Dataset entries –
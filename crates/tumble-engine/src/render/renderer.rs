use std::collections::HashSet;

use glam::Mat4;
use thiserror::Error;

use crate::device::{create_checked, ResourceError};
use crate::geometry::{AttributeBinding, ElementType, GeometryBufferSet};
use crate::render::{RenderCtx, RenderTarget};
use crate::shader::{GpuProgram, Program, ProgramTargets, ScalarKind, VertexSlot};

use super::depth::DepthTarget;

/// Uniform receiving the model matrix.
pub const MODEL_UNIFORM: &str = "u_model";

/// Uniform receiving the projection matrix.
pub const PROJECTION_UNIFORM: &str = "u_project";

const MAT4_SIZE: u64 = std::mem::size_of::<[f32; 16]>() as u64;

/// The program and the geometry cannot be drawn together, or the device
/// refused one of the renderer's objects.
#[derive(Debug, Clone, Error)]
pub enum RenderError {
    #[error("vertex input `{name}` at @location({location}) is not fed by any buffer")]
    UnfedInput { name: String, location: u32 },

    #[error("attribute `{name}` holds {element:?} data but the shader reads it as {scalar}")]
    AttributeType {
        name: &'static str,
        element: ElementType,
        scalar: ScalarKind,
    },

    #[error(transparent)]
    Resource(#[from] ResourceError),
}

#[derive(Debug, Clone, PartialEq)]
pub struct RendererConfig {
    pub clear_color: wgpu::Color,
}

impl Default for RendererConfig {
    fn default() -> Self {
        Self {
            clear_color: wgpu::Color::BLACK,
        }
    }
}

/// Draws the indexed cube geometry with a linked program.
///
/// Pipeline and uniform buffers are built by [`prepare`](Self::prepare) at init;
/// the depth target follows the surface size. The renderer serves a single
/// program for its whole lifetime.
///
/// Buffers the program has no input for, and matrix uniforms it does not use,
/// are skipped. A program input no buffer feeds is an error.
#[derive(Default)]
pub struct Renderer {
    config: RendererConfig,

    gpu_program: Option<GpuProgram>,
    /// Attribute feeding each pipeline vertex slot, in slot order.
    slot_sources: Vec<AttributeBinding>,

    /// One buffer per program uniform, keyed by binding.
    uniform_buffers: Vec<(u32, wgpu::Buffer)>,
    bind_group: Option<wgpu::BindGroup>,

    depth: Option<DepthTarget>,

    warned_missing: HashSet<&'static str>,
}

impl Renderer {
    pub fn new(config: RendererConfig) -> Self {
        Self {
            config,
            ..Self::default()
        }
    }

    /// Builds the pipeline and uniform buffers for `program` fed by `buffers`.
    ///
    /// Call once the device exists so that failures abort initialization
    /// instead of a frame.
    pub fn prepare(
        &mut self,
        device: &wgpu::Device,
        targets: ProgramTargets,
        program: &Program,
        buffers: &GeometryBufferSet,
    ) -> Result<(), RenderError> {
        self.ensure_pipeline(device, targets, program, buffers)?;
        self.ensure_bindings(device, program)
    }

    /// Clears color and depth, then draws `buffers` with `program`.
    ///
    /// `model` and `projection` are uploaded to `u_model` / `u_project` before
    /// the single indexed triangle-list draw.
    pub fn draw_frame(
        &mut self,
        ctx: &RenderCtx<'_>,
        target: &mut RenderTarget<'_>,
        program: &Program,
        buffers: &GeometryBufferSet,
        model: Mat4,
        projection: Mat4,
    ) -> Result<(), RenderError> {
        let targets = ProgramTargets {
            color_format: ctx.surface_format,
            depth_format: Some(ctx.depth_format),
        };
        self.prepare(ctx.device, targets, program, buffers)?;
        self.ensure_depth(ctx)?;

        self.write_matrix(ctx, program, MODEL_UNIFORM, model);
        self.write_matrix(ctx, program, PROJECTION_UNIFORM, projection);

        let (Some(gpu_program), Some(bind_group), Some(depth)) = (
            self.gpu_program.as_ref(),
            self.bind_group.as_ref(),
            self.depth.as_ref(),
        ) else {
            return Ok(());
        };

        let mut rpass = target.encoder.begin_render_pass(&wgpu::RenderPassDescriptor {
            label: Some("tumble cube pass"),
            color_attachments: &[Some(wgpu::RenderPassColorAttachment {
                view: target.color_view,
                resolve_target: None,
                ops: wgpu::Operations {
                    load: wgpu::LoadOp::Clear(self.config.clear_color),
                    store: wgpu::StoreOp::Store,
                },
                depth_slice: None,
            })],
            depth_stencil_attachment: Some(wgpu::RenderPassDepthStencilAttachment {
                view: depth.view(),
                depth_ops: Some(wgpu::Operations {
                    load: wgpu::LoadOp::Clear(1.0),
                    store: wgpu::StoreOp::Store,
                }),
                stencil_ops: None,
            }),
            timestamp_writes: None,
            occlusion_query_set: None,
            multiview_mask: None,
        });

        rpass.set_pipeline(gpu_program.pipeline());
        rpass.set_bind_group(0, bind_group, &[]);

        let sources = buffers.attributes();
        for (slot, binding) in self.slot_sources.iter().enumerate() {
            let Some((_, buffer)) = sources.iter().find(|(b, _)| b.name == binding.name) else {
                continue;
            };
            rpass.set_vertex_buffer(slot as u32, buffer.slice(..));
        }

        rpass.set_index_buffer(buffers.indices().slice(..), buffers.index_format());
        rpass.draw_indexed(0..buffers.index_count(), 0, 0..1);

        Ok(())
    }

    /// Drops the pipeline, uniform buffers and depth target.
    pub fn release(self) {
        if let Some(gpu_program) = self.gpu_program {
            gpu_program.release();
        }
        for (_, buffer) in self.uniform_buffers {
            buffer.destroy();
        }
    }

    fn ensure_pipeline(
        &mut self,
        device: &wgpu::Device,
        targets: ProgramTargets,
        program: &Program,
        buffers: &GeometryBufferSet,
    ) -> Result<(), RenderError> {
        if self.gpu_program.as_ref().map(GpuProgram::targets) == Some(targets) {
            return Ok(());
        }

        let bindings = buffers.attributes().map(|(b, _)| b);
        let mut missing = Vec::new();
        let plan = plan_vertex_slots(program, &bindings, &mut missing)?;
        for name in missing {
            self.warn_missing(name, "attribute");
        }

        let slots: Vec<VertexSlot> = plan.iter().map(|(_, slot)| *slot).collect();
        self.gpu_program = Some(GpuProgram::new(device, program, targets, &slots)?);
        self.slot_sources = plan.into_iter().map(|(b, _)| b).collect();

        // Bindings reference the old layout.
        self.bind_group = None;
        self.uniform_buffers.clear();
        Ok(())
    }

    fn ensure_bindings(&mut self, device: &wgpu::Device, program: &Program) -> Result<(), RenderError> {
        if self.bind_group.is_some() {
            return Ok(());
        }
        let Some(gpu_program) = self.gpu_program.as_ref() else {
            return Ok(());
        };

        self.uniform_buffers = program
            .uniforms()
            .iter()
            .map(|u| -> Result<(u32, wgpu::Buffer), ResourceError> {
                let buffer = create_checked(device, "tumble uniform", || {
                    device.create_buffer(&wgpu::BufferDescriptor {
                        label: Some("tumble uniform"),
                        size: u.size.max(MAT4_SIZE),
                        usage: wgpu::BufferUsages::UNIFORM | wgpu::BufferUsages::COPY_DST,
                        mapped_at_creation: false,
                    })
                })?;
                Ok((u.binding, buffer))
            })
            .collect::<Result<_, _>>()?;

        let entries: Vec<wgpu::BindGroupEntry<'_>> = self
            .uniform_buffers
            .iter()
            .map(|(binding, buffer)| wgpu::BindGroupEntry {
                binding: *binding,
                resource: buffer.as_entire_binding(),
            })
            .collect();

        let bind_group = create_checked(device, "tumble uniforms", || {
            device.create_bind_group(&wgpu::BindGroupDescriptor {
                label: Some("tumble uniforms"),
                layout: gpu_program.bind_group_layout(),
                entries: &entries,
            })
        })?;
        self.bind_group = Some(bind_group);
        Ok(())
    }

    fn ensure_depth(&mut self, ctx: &RenderCtx<'_>) -> Result<(), RenderError> {
        if self
            .depth
            .as_ref()
            .is_some_and(|d| d.matches(ctx.depth_format, ctx.viewport))
        {
            return Ok(());
        }
        self.depth = Some(DepthTarget::new(ctx.device, ctx.depth_format, ctx.viewport)?);
        Ok(())
    }

    fn write_matrix(&mut self, ctx: &RenderCtx<'_>, program: &Program, name: &'static str, m: Mat4) {
        let buffer = matrix_binding(program, name).and_then(|binding| {
            self.uniform_buffers
                .iter()
                .find(|(b, _)| *b == binding)
                .map(|(_, buffer)| buffer)
        });

        match buffer {
            Some(buffer) => ctx.queue.write_buffer(buffer, 0, bytemuck::cast_slice(&m.to_cols_array())),
            None => self.warn_missing(name, "mat4 uniform"),
        }
    }

    fn warn_missing(&mut self, name: &'static str, kind: &str) {
        if self.warned_missing.insert(name) {
            log::debug!("program has no {kind} `{name}`; binding skipped");
        }
    }
}

/// Binding of the `mat4x4<f32>` uniform called `name`, if the program uses one.
fn matrix_binding(program: &Program, name: &str) -> Option<u32> {
    program
        .uniform(name)
        .filter(|u| u.size == MAT4_SIZE)
        .map(|u| u.binding)
}

fn feeds(element: ElementType, scalar: ScalarKind) -> bool {
    matches!(
        (element, scalar),
        (ElementType::F32, ScalarKind::Float) | (ElementType::U32, ScalarKind::Uint)
    )
}

/// Pairs each attribute with a vertex slot.
///
/// Names pushed to `missing` are skipped: either the program has no such input
/// or the binding's format has no wgpu equivalent. Fails when a buffer's
/// element type cannot feed its input, or when a program input is left without
/// a buffer.
fn plan_vertex_slots(
    program: &Program,
    bindings: &[AttributeBinding],
    missing: &mut Vec<&'static str>,
) -> Result<Vec<(AttributeBinding, VertexSlot)>, RenderError> {
    let mut plan = Vec::with_capacity(bindings.len());

    for binding in bindings {
        let Some(input) = program.attribute(binding.name) else {
            missing.push(binding.name);
            continue;
        };
        if !feeds(binding.element, input.scalar) {
            return Err(RenderError::AttributeType {
                name: binding.name,
                element: binding.element,
                scalar: input.scalar,
            });
        }

        match binding.vertex_attribute(input.location) {
            Some(attribute) => plan.push((
                *binding,
                VertexSlot {
                    stride: binding.stride,
                    attribute,
                },
            )),
            None => missing.push(binding.name),
        }
    }

    let fed = |name: &str| plan.iter().any(|(b, _)| b.name == name);
    if let Some(input) = program.attributes().iter().find(|a| !fed(a.name.as_str())) {
        return Err(RenderError::UnfedInput {
            name: input.name.clone(),
            location: input.location,
        });
    }

    Ok(plan)
}
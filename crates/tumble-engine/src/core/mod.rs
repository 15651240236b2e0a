//! Core engine-facing contracts.
//!
//! This module defines the interface between the window runtime (platform loop)
//! and the application driving the renderer.

mod app;
mod ctx;

pub use app::{App, AppControl};
pub use ctx::{FrameCtx, InitCtx, SurfaceCtx};
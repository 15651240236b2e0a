//! GPU device + surface management.
//!
//! This module is responsible for:
//! - creating the wgpu Instance/Adapter/Device/Queue for a window
//! - creating & configuring the Surface (swapchain)
//! - acquiring frames and providing encoders/views for rendering
//! - turning GPU object creation failures into typed errors

mod error;
mod gpu;
mod init;
mod resource;
mod surface;

pub use error::{DeviceInitError, SurfaceErrorAction};
pub use gpu::{Gpu, GpuFrame};
pub use init::GpuInit;
pub use resource::{create_checked, ResourceError};
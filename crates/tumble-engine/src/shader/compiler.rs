use std::fmt;

use naga::valid::{Capabilities, ModuleInfo, ValidationFlags, Validator};

use super::error::ShaderCompileError;
use super::program::{link_program, Program};
use super::ProgramLinkError;

/// Pipeline stage a shader is compiled for.
#[derive(Debug, Copy, Clone, Eq, PartialEq, Hash)]
pub enum ShaderStage {
    Vertex,
    Fragment,
}

impl ShaderStage {
    pub(crate) fn to_naga(self) -> naga::ShaderStage {
        match self {
            Self::Vertex => naga::ShaderStage::Vertex,
            Self::Fragment => naga::ShaderStage::Fragment,
        }
    }
}

impl fmt::Display for ShaderStage {
    fn fmt(&self, f: &mut fmt::Formatter<'_>) -> fmt::Result {
        match self {
            Self::Vertex => f.write_str("vertex"),
            Self::Fragment => f.write_str("fragment"),
        }
    }
}

/// A validated WGSL shader stage.
///
/// Holds the parsed module and its validation info; GPU objects are created from
/// it by [`GpuProgram`](super::GpuProgram) once linked.
pub struct Shader {
    pub(crate) stage: ShaderStage,
    pub(crate) source: String,
    pub(crate) module: naga::Module,
    pub(crate) info: ModuleInfo,
    /// Index into `module.entry_points`.
    pub(crate) entry_point: usize,
}

impl Shader {
    pub fn stage(&self) -> ShaderStage {
        self.stage
    }

    pub fn source(&self) -> &str {
        &self.source
    }

    pub fn entry_point(&self) -> &str {
        &self.module.entry_points[self.entry_point].name
    }

    pub(crate) fn entry(&self) -> &naga::EntryPoint {
        &self.module.entry_points[self.entry_point]
    }

    /// Drops the compiled stage.
    pub fn release(self) {
        log::debug!("{} shader `{}` released", self.stage, self.entry_point());
    }
}

impl fmt::Debug for Shader {
    fn fmt(&self, f: &mut fmt::Formatter<'_>) -> fmt::Result {
        f.debug_struct("Shader")
            .field("stage", &self.stage)
            .field("entry_point", &self.entry_point())
            .finish_non_exhaustive()
    }
}

/// Compiles WGSL stages and links them into programs.
///
/// Every failure is reported with the full diagnostic text; nothing returns a
/// half-valid handle.
pub struct ShaderCompiler {
    validator: Validator,
}

impl ShaderCompiler {
    pub fn new() -> Self {
        Self {
            validator: Validator::new(ValidationFlags::all(), Capabilities::empty()),
        }
    }

    /// Parses and validates `source` as a `stage` shader.
    ///
    /// The module must declare at least one entry point for `stage`; the first
    /// one is used.
    pub fn compile(&mut self, source: &str, stage: ShaderStage) -> Result<Shader, ShaderCompileError> {
        let module = naga::front::wgsl::parse_str(source)
            .map_err(|e| ShaderCompileError::new(stage, e.emit_to_string(source)))?;

        let info = self
            .validator
            .validate(&module)
            .map_err(|e| ShaderCompileError::new(stage, e.emit_to_string(source)))?;

        let entry_point = module
            .entry_points
            .iter()
            .position(|ep| ep.stage == stage.to_naga())
            .ok_or_else(|| ShaderCompileError::new(stage, format!("no @{stage} entry point")))?;

        log::debug!(
            "compiled {stage} shader, entry point `{}`",
            module.entry_points[entry_point].name
        );

        Ok(Shader {
            stage,
            source: source.to_owned(),
            module,
            info,
            entry_point,
        })
    }

    /// Links a vertex and a fragment stage into a program.
    pub fn link(&self, vertex: Shader, fragment: Shader) -> Result<Program, ProgramLinkError> {
        let program = link_program(vertex, fragment)?;
        log::info!(
            "program linked: {} attribute(s), {} uniform(s)",
            program.attributes().len(),
            program.uniforms().len()
        );
        Ok(program)
    }
}

impl Default for ShaderCompiler {
    fn default() -> Self {
        Self::new()
    }
}

#[cfg(test)]
mod tests {
    use super::*;
    use crate::shader::sources;

    #[test]
    fn compiles_cube_stages() {
        let mut compiler = ShaderCompiler::new();
        let vs = compiler
            .compile(sources::CUBE_VERTEX, ShaderStage::Vertex)
            .expect("cube vertex shader compiles");
        let fs = compiler
            .compile(sources::CUBE_FRAGMENT, ShaderStage::Fragment)
            .expect("cube fragment shader compiles");

        assert_eq!(vs.entry_point(), "vs_main");
        assert_eq!(fs.entry_point(), "fs_main");
    }

    #[test]
    fn syntax_error_is_reported() {
        let broken = "@vertex fn vs_main( -> @builtin(position) vec4<f32> { return vec4<f32>(0.0); }";
        let err = ShaderCompiler::new()
            .compile(broken, ShaderStage::Vertex)
            .expect_err("broken source must not compile");

        assert_eq!(err.stage, ShaderStage::Vertex);
        assert!(!err.log.is_empty());
    }

    #[test]
    fn type_error_is_reported() {
        let src = r#"
            @vertex
            fn vs_main() -> @builtin(position) vec4<f32> {
                let x: f32 = true;
                return vec4<f32>(x);
            }
        "#;
        let err = ShaderCompiler::new()
            .compile(src, ShaderStage::Vertex)
            .expect_err("type mismatch must not compile");
        assert!(err.to_string().starts_with("vertex shader failed to compile"));
    }

    #[test]
    fn missing_entry_point_for_stage() {
        let err = ShaderCompiler::new()
            .compile(sources::CUBE_FRAGMENT, ShaderStage::Vertex)
            .expect_err("fragment-only module has no vertex entry point");
        assert!(err.log.contains("no @vertex entry point"));
    }
}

Task to complete –
Of the lines above, output exactly those from the line bearing "use super::error::ShaderCompileError;" through the line bearing "pub fn source(&self)", inclusive.

Task answer –
use super::error::ShaderCompileError;
use super::program::{link_program, Program};
use super::ProgramLinkError;

/// Pipeline stage a shader is compiled for.
#[derive(Debug, Copy, Clone, Eq, PartialEq, Hash)]
pub enum ShaderStage {
    Vertex,
    Fragment,
}

impl ShaderStage {
    pub(crate) fn to_naga(self) -> naga::ShaderStage {
        match self {
            Self::Vertex => naga::ShaderStage::Vertex,
            Self::Fragment => naga::ShaderStage::Fragment,
        }
    }
}

impl fmt::Display for ShaderStage {
    fn fmt(&self, f: &mut fmt::Formatter<'_>) -> fmt::Result {
        match self {
            Self::Vertex => f.write_str("vertex"),
            Self::Fragment => f.write_str("fragment"),
        }
    }
}

/// A validated WGSL shader stage.
///
/// Holds the parsed module and its validation info; GPU objects are created from
/// it by [`GpuProgram`](super::GpuProgram) once linked.
pub struct Shader {
    pub(crate) stage: ShaderStage,
    pub(crate) source: String,
    pub(crate) module: naga::Module,
    pub(crate) info: ModuleInfo,
    /// Index into `module.entry_points`.
    pub(crate) entry_point: usize,
}

impl Shader {
    pub fn stage(&self) -> ShaderStage {
        self.stage
    }

    pub fn source(&self) -> &str {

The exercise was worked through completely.